*** Block opens ***

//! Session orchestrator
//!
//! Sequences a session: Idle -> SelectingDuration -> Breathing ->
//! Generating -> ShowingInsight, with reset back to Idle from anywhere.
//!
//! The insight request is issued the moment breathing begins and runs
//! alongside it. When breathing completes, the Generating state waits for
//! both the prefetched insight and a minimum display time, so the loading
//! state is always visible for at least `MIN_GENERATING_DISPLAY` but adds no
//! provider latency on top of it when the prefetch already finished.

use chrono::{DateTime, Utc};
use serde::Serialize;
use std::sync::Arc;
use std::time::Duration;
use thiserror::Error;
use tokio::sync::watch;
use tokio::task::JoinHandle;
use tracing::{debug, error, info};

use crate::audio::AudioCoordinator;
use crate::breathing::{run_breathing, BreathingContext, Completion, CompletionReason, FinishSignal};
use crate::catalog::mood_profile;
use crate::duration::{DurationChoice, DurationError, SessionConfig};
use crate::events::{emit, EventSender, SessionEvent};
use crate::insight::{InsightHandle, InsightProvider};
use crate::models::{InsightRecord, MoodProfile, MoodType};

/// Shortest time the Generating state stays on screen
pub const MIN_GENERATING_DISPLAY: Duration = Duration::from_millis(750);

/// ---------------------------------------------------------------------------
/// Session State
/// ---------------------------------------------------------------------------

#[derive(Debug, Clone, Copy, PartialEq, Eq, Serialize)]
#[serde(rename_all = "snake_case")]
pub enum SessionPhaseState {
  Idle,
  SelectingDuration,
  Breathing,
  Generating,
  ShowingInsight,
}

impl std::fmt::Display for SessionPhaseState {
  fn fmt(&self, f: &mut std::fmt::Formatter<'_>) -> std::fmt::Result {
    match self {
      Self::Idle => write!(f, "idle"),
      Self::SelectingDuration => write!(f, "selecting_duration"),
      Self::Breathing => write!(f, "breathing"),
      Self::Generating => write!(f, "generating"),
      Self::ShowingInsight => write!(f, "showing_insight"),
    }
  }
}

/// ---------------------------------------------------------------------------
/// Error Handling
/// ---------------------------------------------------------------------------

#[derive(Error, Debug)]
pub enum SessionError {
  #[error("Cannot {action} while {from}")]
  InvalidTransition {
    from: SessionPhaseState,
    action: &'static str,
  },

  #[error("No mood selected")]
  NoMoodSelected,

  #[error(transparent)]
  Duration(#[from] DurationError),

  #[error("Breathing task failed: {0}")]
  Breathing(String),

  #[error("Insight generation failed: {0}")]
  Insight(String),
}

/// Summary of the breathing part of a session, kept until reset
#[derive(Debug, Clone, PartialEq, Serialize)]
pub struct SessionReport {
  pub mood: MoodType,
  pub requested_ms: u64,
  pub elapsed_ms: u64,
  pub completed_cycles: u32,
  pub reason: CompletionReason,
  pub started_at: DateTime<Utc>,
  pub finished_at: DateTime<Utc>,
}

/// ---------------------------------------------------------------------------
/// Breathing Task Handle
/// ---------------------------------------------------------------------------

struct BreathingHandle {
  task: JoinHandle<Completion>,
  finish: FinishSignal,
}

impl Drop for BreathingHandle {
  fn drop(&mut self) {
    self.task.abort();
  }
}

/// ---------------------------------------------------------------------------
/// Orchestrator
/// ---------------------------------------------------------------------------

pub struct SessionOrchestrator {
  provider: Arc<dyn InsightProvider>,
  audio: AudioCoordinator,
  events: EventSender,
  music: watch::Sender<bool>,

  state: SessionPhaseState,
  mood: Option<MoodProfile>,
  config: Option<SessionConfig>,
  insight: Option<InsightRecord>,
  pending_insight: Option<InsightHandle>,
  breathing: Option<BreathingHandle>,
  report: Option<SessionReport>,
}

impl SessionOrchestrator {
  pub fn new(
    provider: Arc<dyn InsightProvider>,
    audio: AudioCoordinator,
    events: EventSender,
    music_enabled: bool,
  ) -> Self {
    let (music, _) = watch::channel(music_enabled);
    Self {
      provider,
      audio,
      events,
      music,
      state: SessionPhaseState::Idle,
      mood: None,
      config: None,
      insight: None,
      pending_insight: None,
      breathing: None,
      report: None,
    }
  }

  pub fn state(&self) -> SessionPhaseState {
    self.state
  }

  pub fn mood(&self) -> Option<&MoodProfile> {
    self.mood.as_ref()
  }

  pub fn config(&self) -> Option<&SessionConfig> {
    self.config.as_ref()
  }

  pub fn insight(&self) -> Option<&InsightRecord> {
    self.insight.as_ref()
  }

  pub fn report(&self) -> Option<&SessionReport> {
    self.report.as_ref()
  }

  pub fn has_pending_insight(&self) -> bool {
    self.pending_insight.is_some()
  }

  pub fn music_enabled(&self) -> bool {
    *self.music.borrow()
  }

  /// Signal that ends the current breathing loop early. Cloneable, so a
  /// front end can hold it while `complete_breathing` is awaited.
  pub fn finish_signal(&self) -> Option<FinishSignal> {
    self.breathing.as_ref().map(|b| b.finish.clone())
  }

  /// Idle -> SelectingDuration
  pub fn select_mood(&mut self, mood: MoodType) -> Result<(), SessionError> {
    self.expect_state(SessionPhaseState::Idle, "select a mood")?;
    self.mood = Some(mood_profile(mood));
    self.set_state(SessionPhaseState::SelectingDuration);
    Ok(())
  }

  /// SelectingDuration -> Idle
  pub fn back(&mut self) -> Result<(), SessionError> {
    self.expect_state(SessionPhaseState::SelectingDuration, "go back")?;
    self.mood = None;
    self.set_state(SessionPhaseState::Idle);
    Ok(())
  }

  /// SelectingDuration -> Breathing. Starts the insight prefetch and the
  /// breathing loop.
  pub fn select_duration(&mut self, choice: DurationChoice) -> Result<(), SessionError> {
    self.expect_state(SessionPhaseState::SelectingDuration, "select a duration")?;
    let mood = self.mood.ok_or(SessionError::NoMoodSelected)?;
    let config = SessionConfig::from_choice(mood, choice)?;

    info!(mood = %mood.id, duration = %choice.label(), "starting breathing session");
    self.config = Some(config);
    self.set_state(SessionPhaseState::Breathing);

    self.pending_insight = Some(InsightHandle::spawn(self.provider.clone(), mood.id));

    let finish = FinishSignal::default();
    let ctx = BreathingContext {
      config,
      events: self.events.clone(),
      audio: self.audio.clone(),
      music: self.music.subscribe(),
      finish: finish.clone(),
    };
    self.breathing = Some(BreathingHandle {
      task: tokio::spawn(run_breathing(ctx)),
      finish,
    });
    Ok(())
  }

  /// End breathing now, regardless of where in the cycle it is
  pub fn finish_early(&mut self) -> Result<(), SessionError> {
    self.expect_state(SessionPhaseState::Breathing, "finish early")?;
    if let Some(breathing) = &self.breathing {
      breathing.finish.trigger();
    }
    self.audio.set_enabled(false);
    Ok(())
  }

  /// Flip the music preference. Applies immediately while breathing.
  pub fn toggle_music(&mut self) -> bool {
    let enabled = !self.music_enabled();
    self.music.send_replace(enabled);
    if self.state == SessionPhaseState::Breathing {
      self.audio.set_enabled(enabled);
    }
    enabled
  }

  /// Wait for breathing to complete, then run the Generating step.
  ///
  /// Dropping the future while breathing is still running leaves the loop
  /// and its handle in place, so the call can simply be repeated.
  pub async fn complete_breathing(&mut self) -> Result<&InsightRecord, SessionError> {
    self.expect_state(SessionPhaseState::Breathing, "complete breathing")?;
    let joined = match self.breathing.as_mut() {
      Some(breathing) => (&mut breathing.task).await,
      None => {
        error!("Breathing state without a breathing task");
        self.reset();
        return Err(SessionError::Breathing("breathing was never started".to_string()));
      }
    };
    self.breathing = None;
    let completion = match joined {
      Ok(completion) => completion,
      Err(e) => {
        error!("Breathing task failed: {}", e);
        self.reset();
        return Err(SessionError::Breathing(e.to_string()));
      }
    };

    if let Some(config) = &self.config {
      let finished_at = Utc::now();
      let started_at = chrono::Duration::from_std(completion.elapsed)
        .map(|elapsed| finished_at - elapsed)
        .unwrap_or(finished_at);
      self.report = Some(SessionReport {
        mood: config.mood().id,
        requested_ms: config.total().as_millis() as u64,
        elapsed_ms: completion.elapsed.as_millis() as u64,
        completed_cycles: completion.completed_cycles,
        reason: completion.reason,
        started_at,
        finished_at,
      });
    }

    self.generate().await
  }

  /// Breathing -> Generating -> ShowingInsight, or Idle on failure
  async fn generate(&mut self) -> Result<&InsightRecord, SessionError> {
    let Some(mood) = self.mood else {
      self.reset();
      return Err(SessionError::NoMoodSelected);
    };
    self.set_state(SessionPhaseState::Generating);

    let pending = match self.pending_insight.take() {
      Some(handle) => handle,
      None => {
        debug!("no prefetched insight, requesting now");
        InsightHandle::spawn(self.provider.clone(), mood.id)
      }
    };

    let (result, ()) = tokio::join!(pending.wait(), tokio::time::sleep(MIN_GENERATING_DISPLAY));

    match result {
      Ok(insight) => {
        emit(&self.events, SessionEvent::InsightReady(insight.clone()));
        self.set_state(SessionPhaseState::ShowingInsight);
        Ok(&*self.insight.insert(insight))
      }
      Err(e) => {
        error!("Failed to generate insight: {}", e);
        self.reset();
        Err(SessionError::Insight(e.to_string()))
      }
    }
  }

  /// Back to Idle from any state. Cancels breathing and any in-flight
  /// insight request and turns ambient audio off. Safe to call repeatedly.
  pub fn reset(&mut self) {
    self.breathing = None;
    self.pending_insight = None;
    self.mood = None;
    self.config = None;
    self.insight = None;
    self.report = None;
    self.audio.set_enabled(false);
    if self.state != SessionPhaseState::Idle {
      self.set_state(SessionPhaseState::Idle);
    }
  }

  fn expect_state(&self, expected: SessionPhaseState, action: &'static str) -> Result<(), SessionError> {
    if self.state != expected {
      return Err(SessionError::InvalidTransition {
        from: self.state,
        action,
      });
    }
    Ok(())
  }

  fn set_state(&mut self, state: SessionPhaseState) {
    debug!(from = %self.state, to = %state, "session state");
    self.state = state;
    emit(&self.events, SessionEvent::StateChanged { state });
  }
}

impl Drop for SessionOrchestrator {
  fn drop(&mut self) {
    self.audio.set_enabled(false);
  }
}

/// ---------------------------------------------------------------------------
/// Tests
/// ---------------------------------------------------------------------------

*** Block closes ***

Each line from the first line of the listing through the line containing "state waits for" must be set down exactly; no other line belongs in the answer.

| ANSWER BOX |
//! Session orchestrator
//!
//! Sequences a session: Idle -> SelectingDuration -> Breathing ->
//! Generating -> ShowingInsight, with reset back to Idle from anywhere.
//!
//! The insight request is issued the moment breathing begins and runs
//! alongside it. When breathing completes, the Generating state waits for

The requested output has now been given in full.